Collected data
□ □ □ □ □

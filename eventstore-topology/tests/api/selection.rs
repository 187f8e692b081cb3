use crate::common::{member, scripted_selector, seed, Reply, ScriptedGossip};
use eventstore_topology::{
    ClientSettings, Endpoint, Error, NodePreference, NodeSelector, VNodeState,
};
use std::collections::HashMap;
use std::sync::Arc;
use std::time::Duration;

const ALL_STATES: [VNodeState; 16] = [
    VNodeState::Initializing,
    VNodeState::DiscoverLeader,
    VNodeState::Unknown,
    VNodeState::PreReplica,
    VNodeState::CatchingUp,
    VNodeState::Clone,
    VNodeState::Follower,
    VNodeState::PreLeader,
    VNodeState::Leader,
    VNodeState::Manager,
    VNodeState::ShuttingDown,
    VNodeState::Shutdown,
    VNodeState::ReadOnlyLeaderless,
    VNodeState::PreReadOnlyReplica,
    VNodeState::ReadOnlyReplica,
    VNodeState::ResigningLeader,
];

fn host_of(state: VNodeState) -> String {
    format!("{:?}", state).to_lowercase()
}

#[tokio::test(start_paused = true)]
async fn standalone_always_returns_configured_node() -> eyre::Result<()> {
    crate::init_logging();

    let node = Endpoint::new("localhost", 2_113);

    for pref in [
        NodePreference::Leader,
        NodePreference::Follower,
        NodePreference::ReadOnlyReplica,
        NodePreference::Random,
    ] {
        let gossip = ScriptedGossip::new();
        let setts = ClientSettings::standalone(node.clone()).with_node_preference(pref);
        let selector = scripted_selector(setts, &gossip);

        for _ in 0..5 {
            let handle = selector.select().await?;
            assert_eq!(handle.endpoint(), &node);

            selector.invalidate(&handle);
            tokio::time::advance(Duration::from_secs(1)).await;
        }

        assert_eq!(gossip.calls(), 0);
    }

    Ok(())
}

#[tokio::test(start_paused = true)]
async fn best_ranked_member_is_selected() -> eyre::Result<()> {
    crate::init_logging();

    let expected = [
        (NodePreference::Leader, VNodeState::Leader),
        (NodePreference::Follower, VNodeState::Follower),
        (NodePreference::ReadOnlyReplica, VNodeState::ReadOnlyReplica),
    ];

    let members = ALL_STATES
        .iter()
        .map(|state| member(host_of(*state).as_str(), *state, true))
        .collect::<Vec<_>>();

    for (pref, state) in expected {
        let gossip = ScriptedGossip::new();
        let seed = seed("a");
        gossip.reply(&seed, Reply::Members(members.clone()));

        let selector = scripted_selector(
            ClientSettings::seeds(vec![seed]).with_node_preference(pref),
            &gossip,
        );

        let handle = selector.select().await?;
        assert_eq!(handle.endpoint(), &Endpoint::from_host(host_of(state)));
    }

    // Random never picks a node on its way out.
    let gossip = ScriptedGossip::new();
    let seed = seed("a");
    gossip.reply(&seed, Reply::Members(members));

    let selector = scripted_selector(
        ClientSettings::seeds(vec![seed]).with_node_preference(NodePreference::Random),
        &gossip,
    );

    let handle = selector.select().await?;
    for state in [
        VNodeState::Manager,
        VNodeState::ShuttingDown,
        VNodeState::Shutdown,
    ] {
        assert_ne!(handle.endpoint(), &Endpoint::from_host(host_of(state)));
    }

    Ok(())
}

#[tokio::test(start_paused = true)]
async fn dead_members_are_never_selected() -> eyre::Result<()> {
    crate::init_logging();

    let gossip = ScriptedGossip::new();
    let seed = seed("a");
    gossip.reply(
        &seed,
        Reply::Members(vec![
            member("leader", VNodeState::Leader, false),
            member("follower", VNodeState::Follower, true),
        ]),
    );

    let selector = scripted_selector(ClientSettings::seeds(vec![seed.clone()]), &gossip);
    let handle = selector.select().await?;

    assert_eq!(handle.endpoint(), &Endpoint::from_host("follower"));

    let gossip = ScriptedGossip::new();
    gossip.reply(
        &seed,
        Reply::Members(vec![member("leader", VNodeState::Leader, false)]),
    );

    let selector = scripted_selector(
        ClientSettings::seeds(vec![seed.clone()]).with_max_discover_attempts(3),
        &gossip,
    );

    match selector.select().await {
        Err(Error::MaxDiscoveryAttemptReached(3)) => {}
        other => panic!("unexpected outcome: {:?}", other),
    }

    assert_eq!(gossip.calls_to(&seed), 3);

    Ok(())
}

#[tokio::test(start_paused = true)]
async fn selection_is_cached_for_the_discovery_interval() -> eyre::Result<()> {
    crate::init_logging();

    let gossip = ScriptedGossip::new();
    let seed = seed("a");
    gossip.reply(
        &seed,
        Reply::Members(vec![member("leader", VNodeState::Leader, true)]),
    );

    let selector = scripted_selector(
        ClientSettings::seeds(vec![seed]).with_discovery_interval(Duration::from_millis(100)),
        &gossip,
    );

    let first = selector.select().await?;
    tokio::time::advance(Duration::from_millis(50)).await;
    let second = selector.select().await?;

    assert_eq!(first, second);
    assert_eq!(gossip.calls(), 1);

    tokio::time::advance(Duration::from_millis(150)).await;
    let third = selector.select().await?;

    assert_eq!(third.endpoint(), first.endpoint());
    assert_ne!(third.id(), first.id());
    assert_eq!(gossip.calls(), 2);

    Ok(())
}

#[tokio::test(start_paused = true)]
async fn next_seed_is_tried_when_gossip_times_out() -> eyre::Result<()> {
    crate::init_logging();

    let gossip = ScriptedGossip::new();
    let (a, b) = (seed("a"), seed("b"));
    gossip.reply(&a, Reply::Hang);
    gossip.reply(
        &b,
        Reply::Members(vec![member("follower", VNodeState::Follower, true)]),
    );

    let selector = scripted_selector(ClientSettings::seeds(vec![a.clone(), b.clone()]), &gossip);
    let handle = selector.select().await?;

    assert_eq!(handle.endpoint(), &Endpoint::from_host("follower"));
    assert_eq!(gossip.call_log(), vec![a, b]);

    Ok(())
}

#[tokio::test(start_paused = true)]
async fn discovery_gives_up_after_max_attempts() -> eyre::Result<()> {
    crate::init_logging();

    let gossip = ScriptedGossip::new();
    let seeds = vec![seed("a"), seed("b"), seed("c")];
    let interval = Duration::from_millis(200);

    let selector = scripted_selector(
        ClientSettings::seeds(seeds.clone())
            .with_max_discover_attempts(4)
            .with_discovery_interval(interval),
        &gossip,
    );

    let started = tokio::time::Instant::now();

    match selector.select().await {
        Err(Error::MaxDiscoveryAttemptReached(4)) => {}
        other => panic!("unexpected outcome: {:?}", other),
    }

    // Three pauses between four rounds.
    assert!(started.elapsed() >= interval * 3);
    assert!(started.elapsed() < interval * 4);
    assert_eq!(gossip.calls(), 12);

    for seed in seeds.iter() {
        assert_eq!(gossip.calls_to(seed), 4);
    }

    // The selector stays usable once the cluster comes back.
    gossip.reply(
        &seeds[2],
        Reply::Members(vec![member("leader", VNodeState::Leader, true)]),
    );

    let handle = selector.select().await?;
    assert_eq!(handle.endpoint(), &Endpoint::from_host("leader"));

    Ok(())
}

#[tokio::test(start_paused = true)]
async fn concurrent_callers_share_one_discovery() -> eyre::Result<()> {
    crate::init_logging();

    let gossip = ScriptedGossip::new();
    let seed = seed("a");
    gossip.reply(
        &seed,
        Reply::Slow(
            Duration::from_secs(1),
            vec![
                member("follower1", VNodeState::Follower, true),
                member("follower2", VNodeState::Follower, true),
            ],
        ),
    );

    let selector = scripted_selector(
        ClientSettings::seeds(vec![seed]).with_node_preference(NodePreference::Follower),
        &gossip,
    );

    let calls = (0..10)
        .map(|_| {
            let selector = selector.clone();
            async move { selector.select().await }
        })
        .collect::<Vec<_>>();

    let handles = futures::future::join_all(calls)
        .await
        .into_iter()
        .collect::<Result<Vec<_>, _>>()?;

    assert_eq!(gossip.calls(), 1);
    assert!(handles.iter().all(|h| *h == handles[0]));

    Ok(())
}

#[tokio::test(start_paused = true)]
async fn abandoned_caller_does_not_cancel_discovery() -> eyre::Result<()> {
    crate::init_logging();

    let gossip = ScriptedGossip::new();
    let seed = seed("a");
    gossip.reply(
        &seed,
        Reply::Slow(
            Duration::from_secs(1),
            vec![member("leader", VNodeState::Leader, true)],
        ),
    );

    let selector = scripted_selector(ClientSettings::seeds(vec![seed]), &gossip);

    let abandoned = tokio::time::timeout(Duration::from_millis(10), selector.select()).await;
    assert!(abandoned.is_err());

    let handle = selector.select().await?;

    assert_eq!(handle.endpoint(), &Endpoint::from_host("leader"));
    assert_eq!(gossip.calls(), 1);

    Ok(())
}

#[tokio::test(start_paused = true)]
async fn random_preference_spreads_selections() -> eyre::Result<()> {
    crate::init_logging();

    let gossip = ScriptedGossip::new();
    let seed = seed("a");
    let interval = Duration::from_millis(100);
    gossip.reply(
        &seed,
        Reply::Members(vec![
            member("node1", VNodeState::Leader, true),
            member("node2", VNodeState::Follower, true),
            member("node3", VNodeState::ReadOnlyReplica, true),
        ]),
    );

    let selector = scripted_selector(
        ClientSettings::seeds(vec![seed])
            .with_node_preference(NodePreference::Random)
            .with_discovery_interval(interval),
        &gossip,
    );

    let mut hits = HashMap::new();

    for _ in 0..300 {
        let handle = selector.select().await?;
        *hits.entry(handle.endpoint().host.clone()).or_insert(0usize) += 1;
        tokio::time::advance(interval * 2).await;
    }

    debug!("Random selection distribution: {:?}", hits);

    assert_eq!(hits.len(), 3);
    for count in hits.values() {
        assert!((60..=140).contains(count), "skewed selection: {:?}", hits);
    }

    Ok(())
}

#[tokio::test(start_paused = true)]
async fn invalidated_selection_triggers_rediscovery() -> eyre::Result<()> {
    crate::init_logging();

    let gossip = ScriptedGossip::new();
    let seed = seed("a");
    let leader = member("leader", VNodeState::Leader, true);
    let follower = member("follower", VNodeState::Follower, true);
    gossip.reply(
        &seed,
        Reply::Members(vec![leader.clone(), follower.clone()]),
    );

    let selector = scripted_selector(ClientSettings::seeds(vec![seed.clone()]), &gossip);

    let first = selector.select().await?;
    assert_eq!(first.endpoint(), &leader.http_end_point);

    // The leader went away, the follower got promoted.
    let promoted = member("follower", VNodeState::Leader, true);
    gossip.reply(
        &follower.http_end_point,
        Reply::Members(vec![promoted.clone()]),
    );

    selector.invalidate(&first);
    let second = selector.select().await?;

    assert_eq!(second.endpoint(), &promoted.http_end_point);
    // Members learnt from the previous gossip are asked before the seeds, minus the failed node.
    assert_eq!(
        gossip.call_log(),
        vec![seed.clone(), follower.http_end_point.clone()]
    );

    // Reporting the first selection again is ignored.
    selector.invalidate(&first);
    let third = selector.select().await?;

    assert_eq!(third, second);
    assert_eq!(gossip.calls(), 2);

    Ok(())
}

#[tokio::test(start_paused = true)]
async fn redirection_replaces_selection() -> eyre::Result<()> {
    crate::init_logging();

    let gossip = ScriptedGossip::new();
    let seed = seed("a");
    gossip.reply(
        &seed,
        Reply::Members(vec![member("follower", VNodeState::Follower, true)]),
    );

    let selector = scripted_selector(ClientSettings::seeds(vec![seed]), &gossip);

    let first = selector.select().await?;
    let leader = Endpoint::new("leader", 2_114);

    selector.redirect(&first, leader.clone());
    let second = selector.select().await?;

    assert_eq!(second.endpoint(), &leader);
    assert_eq!(gossip.calls(), 1);

    // Outdated redirection.
    selector.redirect(&first, Endpoint::new("elsewhere", 2_113));
    assert_eq!(selector.select().await?, second);

    Ok(())
}

#[tokio::test(start_paused = true)]
async fn redirection_of_invalidated_selection_is_ignored() -> eyre::Result<()> {
    crate::init_logging();

    let gossip = ScriptedGossip::new();
    let seed = seed("a");
    gossip.reply(
        &seed,
        Reply::Members(vec![member("leader", VNodeState::Leader, true)]),
    );

    let selector = scripted_selector(ClientSettings::seeds(vec![seed.clone()]), &gossip);

    let first = selector.select().await?;
    selector.invalidate(&first);
    selector.redirect(&first, Endpoint::new("elsewhere", 9_999));

    let second = selector.select().await?;

    assert_eq!(second.endpoint(), &Endpoint::from_host("leader"));
    assert_ne!(second.id(), first.id());
    assert_eq!(gossip.calls_to(&seed), 2);

    Ok(())
}

#[tokio::test(start_paused = true)]
async fn dns_discovery_reads_gossip_through_domain() -> eyre::Result<()> {
    crate::init_logging();

    let gossip = ScriptedGossip::new();
    let domain = Endpoint::from_host("cluster.eventstore.local");
    gossip.reply(
        &domain,
        Reply::Members(vec![member("leader", VNodeState::Leader, true)]),
    );

    let selector = scripted_selector(ClientSettings::dns(domain.clone()), &gossip);
    let handle = selector.select().await?;

    assert_eq!(handle.endpoint(), &Endpoint::from_host("leader"));
    assert_eq!(gossip.call_log(), vec![domain]);

    Ok(())
}

#[tokio::test]
async fn empty_seed_list_is_rejected() {
    let gossip = ScriptedGossip::new();

    let outcome = NodeSelector::new(ClientSettings::seeds(vec![]), Arc::new(gossip));

    assert!(matches!(outcome, Err(Error::EmptySeeds)));
}

#[tokio::test]
async fn zero_discover_attempts_are_rejected() {
    let gossip = ScriptedGossip::new();
    let setts = ClientSettings::seeds(vec![seed("a")]).with_max_discover_attempts(0);

    let outcome = NodeSelector::new(setts, Arc::new(gossip.clone()));

    assert!(matches!(outcome, Err(Error::InvalidSettings(_))));
    assert_eq!(gossip.calls(), 0);
}

#[tokio::test(start_paused = true)]
async fn cluster_scenario() -> eyre::Result<()> {
    crate::init_logging();

    let gossip = ScriptedGossip::new();
    let (a, b, c) = (seed("a"), seed("b"), seed("c"));
    let leader = member("leader", VNodeState::Leader, true);
    let follower = member("follower", VNodeState::Follower, true);

    gossip.reply(&a, Reply::Hang);
    gossip.reply(
        &b,
        Reply::Members(vec![
            follower.clone(),
            leader.clone(),
            member("shutdown", VNodeState::Shutdown, false),
        ]),
    );

    let selector = scripted_selector(
        ClientSettings::seeds(vec![a.clone(), b.clone(), c.clone()])
            .with_node_preference(NodePreference::Leader)
            .with_discovery_interval(Duration::from_millis(100)),
        &gossip,
    );

    let handle = selector.select().await?;
    assert_eq!(handle.endpoint(), &leader.http_end_point);

    tokio::time::advance(Duration::from_secs(1)).await;
    gossip.reply(&b, Reply::Members(vec![follower.clone()]));

    let handle = selector.select().await?;
    assert_eq!(handle.endpoint(), &follower.http_end_point);

    assert_eq!(gossip.calls_to(&a), 2);
    assert_eq!(gossip.calls_to(&b), 2);
    assert_eq!(gossip.calls_to(&c), 0);

    Ok(())
}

□ □ □ □ □

Your instructions - Look through the entries above. Copy out every line holding the word "HashMap".

Exercise output -
use std::collections::HashMap;
    let mut hits = HashMap::new();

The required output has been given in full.